Search code examples
pythonmultidimensional-arraycupynumpy-einsum

Cupy Code Optimization: How to speed up nested for loops


I would like to optimize the python code between the 2 perf_counter functions. By using cupy I already obtained substantial improvement compared to numpy. I was asking myself if there is some reordering or vectorization that I am missing. The main constraint is that I should not be building any tensor(ndarray) that is bigger than dim^4, since this is part of some memory optimization of a bigger project, for which a method that scales with dim^5 is already known and better performing.

import numpy as np
import cupy as cp
from time import perf_counter
dim = 60
T_final = cp.random.rand(dim,dim,dim,dim)
T_start = cp.random.rand(dim,dim,dim,dim)
U = cp.random.rand(dim,dim,dim)
cp.cuda.Stream.null.synchronize()
start = perf_counter()
for xf in range(0,dim):
    for yu in range(0,dim):
        B = cp.einsum("ij,kim->kmj",U[:,:,yu],T_start[xf,:,:,:])
        for xb in range(0,dim):
            C = cp.einsum("kmj,kjs->ms",B,T_start[:,xb,:,:])
            T_final[xf,xb,yu,:]=cp.einsum("msc,ms",U,C)
cp.cuda.Stream.null.synchronize()
print(perf_counter()-start)

Solution

  • I don't know cupy well, but I don't think this matters a lot, for the sake of simplicty I'll show how to simplify these nested einsum calls with numpy. So first it is a good idea to wrap everything into one einsum call and then do the optimization after.

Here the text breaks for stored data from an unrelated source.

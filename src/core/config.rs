use crate::core::NodeValue;
use crate::core::error::EngineError;
use serde::{Deserialize, Serialize};
use serde_json::json;
use std::time::Duration;

/// Tuning knobs of a [`Controller`](crate::core::controller::Controller) or
/// [`Runner`](crate::core::runner::Runner). Missing fields take their defaults.
#[derive(Debug, Clone, PartialEq, Serialize, Deserialize)]
#[serde(default)]
pub struct ControllerConfig {
    /// How long a response may stay outstanding before it is forced.
    pub response_timeout_ms: u64,
    /// Pause between signal polls while a node waits on hardware.
    pub signal_poll_interval_ms: u64,
    /// Frames buffered for the data context before the oldest is dropped.
    pub frame_capacity: usize,
    /// Upper bound on data steps run for a single incoming frame.
    pub max_data_steps_per_frame: usize,
}

impl Default for ControllerConfig {
    fn default() -> Self {
        Self {
            response_timeout_ms: 5000,
            signal_poll_interval_ms: 1,
            frame_capacity: 64,
            max_data_steps_per_frame: 256,
        }
    }
}

impl ControllerConfig {
    pub fn from_json(text: &str) -> Result<Self, EngineError> {
        Ok(serde_json::from_str(text)?)
    }

    pub fn with_response_timeout(mut self, timeout: Duration) -> Self {
        self.response_timeout_ms = millis(timeout);
        self
    }

    pub fn with_signal_poll_interval(mut self, interval: Duration) -> Self {
        self.signal_poll_interval_ms = millis(interval);
        self
    }

    pub fn with_frame_capacity(mut self, capacity: usize) -> Self {
        self.frame_capacity = capacity;
        self
    }

    pub fn with_max_data_steps_per_frame(mut self, steps: usize) -> Self {
        self.max_data_steps_per_frame = steps;
        self
    }

    pub fn response_timeout(&self) -> Duration {
        Duration::from_millis(self.response_timeout_ms)
    }

    pub fn signal_poll_interval(&self) -> Duration {
        Duration::from_millis(self.signal_poll_interval_ms)
    }
}

/// Whole milliseconds, saturating at `u64::MAX`.
fn millis(duration: Duration) -> u64 {
    u64::try_from(duration.as_millis()).unwrap_or(u64::MAX)
}

/// The value a timed-out response is forced to.
pub fn timeout_response(node: &str) -> NodeValue {
    json!({"error": "response timeout", "node": node})
}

    My recommendation would be working from the inner most loop outwards, and removing loops and adding the corresponding indices to einsum.

    So to eliminate the loop over xb, we can just use the corresponding array dimension instead, so from the original

    for xf in range(0,dim):
        for yu in range(0, dim):
            B = cp.einsum("ij,kim->kmj", U[:, :, yu], T_start[xf, :, :, :])
            for xb in range(0, dim):
                C = cp.einsum("kmj,kjs->ms", B, T_start[:, xb, :, :])
                T_final2[xf, xb, yu, :] = cp.einsum("msc,ms->c", U, C) #adding the -> c to be explicit
    

    we get

    for xf in tqdm.tqdm(range(0,dim)):
        for yu in range(0, dim):
            B = cp.einsum("ij,kim->kmj", U[:, :, yu], T_start[xf, :, :, :])
            C = cp.einsum("kmj,kbjs->bms", B, T_start)
            T_final[xf, :, yu, :] = cp.einsum("msc,bms->bs", U, C)
    

    Now we can also remove the outer loops in the same way:

    B = cp.einsum("iju,fkim->ufkmj", U, T_start)
    C = cp.einsum("ufkmj,kbjs->ufbms", B, T_start)
    T_final2 = cp.einsum("msc,ufbms->fbuc", U, C)
    
    

    But we are not done yet. Instead of doing multiple calls to einsum, we can also wrap everything in one call, to profit more from the non-python code in numpy/cp, as einsum supports multiple arguments. We can just plug in the corresponding entries, and add the indices. You may experience a slowdown though, as the evaluation order might not be ideal. So first we get

    C = cp.einsum("iju,fkim,kbjs->ufbms", U, T_start, T_start)
    T_final2 = cp.einsum("msc,ufbms->fbuc", U, C)
    

    and after eliminating the second call we get the following in the same way

    T_final2 = cp.einsum("msc,iju,fkim,kbjs->fbuc", U, U, T_start, T_start)
    

    While there is np.einsum_path, there is a much more sophisticated library called opt_einsum, which does exactly what you want. So you can replace the call above with

    from opt_einsum import contract 
    T_final2 = contract("msc,iju,fkim,kbjs->fbuc", U, U, T_start, T_start)
    

    Note that this does work with cupy too, as it supports various backends! If you want to explicitly what kind of contraction path is being used, you can use oe.contract_path().

    To verify how they behave, we can do some measurmenets (code below), and indeed, the original implementation is O(dim^5) while the optimized one is O(dim^4):

    timing diagram

    import numpy as np
    np.random.seed(0)
    cp = np
    from time import perf_counter
    import opt_einsum as oe
    def eval_dim(dim):
        print(f'printing {dim}')
        T_final = cp.random.rand(dim, dim, dim, dim)
        T_start = cp.random.rand(dim, dim, dim, dim)
        U = cp.random.rand(dim, dim, dim)
        start = perf_counter()
        for xf in range(0,dim):
            for yu in range(0, dim):
                B = cp.einsum("ij,kim->kmj", U[:, :, yu], T_start[xf, :, :, :])
                for xb in range(0, dim):
                    C = cp.einsum("kmj,kjs->ms", B, T_start[:, xb, :, :])
                    T_final[xf, xb, yu, :] = cp.einsum("msc,ms->c", U, C)
        print(time_orig := perf_counter()-start)
        start = perf_counter()
        T_final2 = oe.contract("msc,iju,fkim,kbjs->fbuc", U, U, T_start, T_start)
        print(np.allclose(T_final, T_final2))  # should all be small numbers
        print(time_oe := perf_counter()-start)
        return (time_orig, time_oe)
    
    def main():
        dims = np.arange(4, 25)
        times = np.array([eval_dim(dim) for dim in dims])
        import matplotlib.pyplot as plt
        plt.loglog(dims, times[:, 0], 'o-')
        plt.loglog(dims, times[:, 1], 'o-')
        plt.loglog(dims, 3e-7*dims**4, ':')
        plt.loglog(dims, 3e-7*dims**5, ':')
        plt.xlabel('dims'); plt.ylabel('time')
        plt.legend(['orig', 'opt_einsum', 'n^4', 'n^5'])
        plt.show()
    
    main()